Dance Mogul Exclusive Interview…
Dance Mogul Q + A:
Dance Mogul: What was it like growing up in Italy?
Diego Salterini: I had a very lovely youth, my family was middle class, my Dad worked in the Ministry of Transportation and my Mom was a stay-at-home Mom…
I grew up in sports from the age of 4, Swimming first, then swimming and Judo, then only Judo until the age of 18/19. At that point, I started taking some dance classes but did not dig deep until I was 20. At that time I also discovered my true sexual preferences, nothing traumatic, it was a natural transition to discovering that I am a gay man and the moment that I decided to involve my family, there was great understanding, no fuzz!

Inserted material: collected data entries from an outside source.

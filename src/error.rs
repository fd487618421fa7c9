//! Error types for the provider operator
//!
//! The taxonomy mirrors how a failure is handled by the control loop: terminal
//! errors wait for a spec change, everything else is retried with backoff.

use std::time::Duration;

use thiserror::Error;

/// Main error type for provider reconciliation
#[derive(Debug, Error)]
#[non_exhaustive]
pub enum Error {
    /// Manifest repository unreachable, timed out or returned unreadable data
    #[error("transient fetch error for {provider}: {message}")]
    TransientFetch {
        /// Provider whose manifests were being fetched
        provider: String,
        /// Description of what failed
        message: String,
    },

    /// Unknown provider name or version in the manifest repository
    #[error("provider {provider} version {version} not found: {message}")]
    NotFound {
        /// Provider that was requested
        provider: String,
        /// Version that was requested
        version: String,
        /// Description of what is missing
        message: String,
    },

    /// Optimistic-concurrency conflict writing a component
    #[error("conflict applying {component}: {message}")]
    ApplyConflict {
        /// Component identity (apiVersion/kind/namespace/name)
        component: String,
        /// Description from the target environment
        message: String,
    },

    /// Malformed component definition or rejected object
    #[error("validation error: {message}")]
    Validation {
        /// Description of what's invalid
        message: String,
        /// Component identity, when the error is attributable to one
        component: Option<String>,
    },

    /// Owned components still present during teardown
    #[error("deletion blocked for {provider}: {remaining} owned component(s) remain")]
    DeletionBlocked {
        /// Provider being deleted
        provider: String,
        /// Number of owned components still present
        remaining: usize,
    },

    /// Target environment call failed for a reason other than a conflict
    #[error("target error for {component}: {message}")]
    Target {
        /// Component identity or listing scope
        component: String,
        /// Description of what failed
        message: String,
    },

    /// Kubernetes API error from the provider store
    #[error("kubernetes error: {0}")]
    Kube(#[from] kube::Error),

    /// A bounded call did not complete in time
    #[error("{operation} timed out after {timeout:?}")]
    Timeout {
        /// Operation that timed out
        operation: String,
        /// Bound that elapsed
        timeout: Duration,
    },

    /// Serialization/deserialization error
    #[error("serialization error: {0}")]
    Serialization(String),

    /// Shutdown signal observed mid-reconciliation
    #[error("reconciliation cancelled")]
    Cancelled,
}

impl Error {
    /// Create a transient fetch error
    pub fn transient_fetch(provider: impl Into<String>, msg: impl Into<String>) -> Self {
        Self::TransientFetch {
            provider: provider.into(),
            message: msg.into(),
        }
    }

    /// Create a not-found error for a provider version
    pub fn not_found(
        provider: impl Into<String>,
        version: impl Into<String>,
        msg: impl Into<String>,
    ) -> Self {
        Self::NotFound {
            provider: provider.into(),
            version: version.into(),
            message: msg.into(),
        }
    }

    /// Create an apply conflict error for a component
    pub fn apply_conflict(component: impl Into<String>, msg: impl Into<String>) -> Self {
        Self::ApplyConflict {
            component: component.into(),
            message: msg.into(),
        }
    }

    /// Create a validation error with the given message
    pub fn validation(msg: impl Into<String>) -> Self {
        Self::Validation {
            message: msg.into(),
            component: None,
        }
    }

    /// Create a validation error attributed to a component
    pub fn validation_for(component: impl Into<String>, msg: impl Into<String>) -> Self {
        Self::Validation {
            message: msg.into(),
            component: Some(component.into()),
        }
    }

    /// Create a deletion blocked error
    pub fn deletion_blocked(provider: impl Into<String>, remaining: usize) -> Self {
        Self::DeletionBlocked {
            provider: provider.into(),
            remaining,
        }
    }

    /// Create a target environment error
    pub fn target(component: impl Into<String>, msg: impl Into<String>) -> Self {
        Self::Target {
            component: component.into(),
            message: msg.into(),
        }
    }

    /// Create a timeout error
    pub fn timeout(operation: impl Into<String>, timeout: Duration) -> Self {
        Self::Timeout {
            operation: operation.into(),
            timeout,
        }
    }

    /// Create a serialization error with the given message
    pub fn serialization(msg: impl Into<String>) -> Self {
        Self::Serialization(msg.into())
    }

    /// Terminal errors are not requeued; only a spec change clears them.
    pub fn is_terminal(&self) -> bool {
        matches!(self, Self::NotFound { .. } | Self::Validation { .. })
    }

    /// Whether this is an optimistic-concurrency conflict worth an immediate retry
    pub fn is_conflict(&self) -> bool {
        matches!(self, Self::ApplyConflict { .. })
    }

    /// Condition reason surfaced on the provider's `Ready` condition
    pub fn reason(&self) -> &'static str {
        match self {
            Self::TransientFetch { .. } => "FetchFailed",
            Self::NotFound { .. } => "VersionNotFound",
            Self::ApplyConflict { .. } => "ApplyConflict",
            Self::Validation { .. } => "InvalidComponent",
            Self::DeletionBlocked { .. } => "DeletionBlocked",
            Self::Target { .. } | Self::Kube(_) => "TargetError",
            Self::Timeout { .. } => "Timeout",
            Self::Serialization(_) => "SerializationError",
            Self::Cancelled => "Cancelled",
        }
    }
}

As far as the arts in general, when you grow up in Rome, you navigate through an outdoor museum all the time so in a sense it becomes visual background to your life, something you don’t really pay attention to… although I always enjoyed sightseeing, when you are taken by the day to day activities the time to go visit the Colosseum fades away pretty fast. Since I moved to the US in 1997 I have learned to appreciate more and more the incredible sites that Rome and Italy, in general, have to offer, so every time I go back, which is at least three times a year, I make time to see something.
Since I started taking dance seriously around the age of 20/21, my life found focus and the roots I needed. Everything revolved around dance and once my first dancing job started, it was nonstop until I moved to the US at 31.
Dance Mogul: What drove your decision to move to the States, did your family support your decision?
Diego Salterini: On the surface, it was love or better an infatuation but once you think about it after a while it really was a good instinct.
I was working very successfully in Italian television in Milan and off and on in the fashion world as a dancer/model. In the fashion world, I met a guy who eventually i started a relationship with. He is from Honduras but lived at the time in Miami Beach. In August 1997, I came to Miami Beach to visit him and he brought me to PAN Performing Arts Network in South Beach where he was taking some dance classes. There is where I met Hannah Baumgarten (his teacher), who immediately became a dear friend. We knew that we were meant to be together as artistic partners. To make a long story short I went back to Italy, finished my contracts in television and theater, and came to the US to a community that welcomed me with open arms. The Director of PAN Performing Arts Network, Ilisa Rosal, offered to sponsor me and I started teaching in several studios here in town. That is how I met another pivotal woman in my life, Elizabeth Bergman the Chair of the FIU dance department at the time, who also offered to co-sponsor my VISA to stay and work for the University. That s how it all started.
So you can say that it was an infatuation but in reality, what I was doing in Italy did not satisfy my soul, it was very well-paid work that I was doing not because I was the best dancer in Italy but because I had been working for a good amount of time, I was well known and, sorry for saying this so bluntly, I looked very good on camera. I was getting paid way too much and soon a younger dancer, who looked better than me on camera and could do anything I could do even better than me but would cost them way less, was meant to come up the ranks. It really was my time to go at the peak, rather than wait for it to all go away on its own.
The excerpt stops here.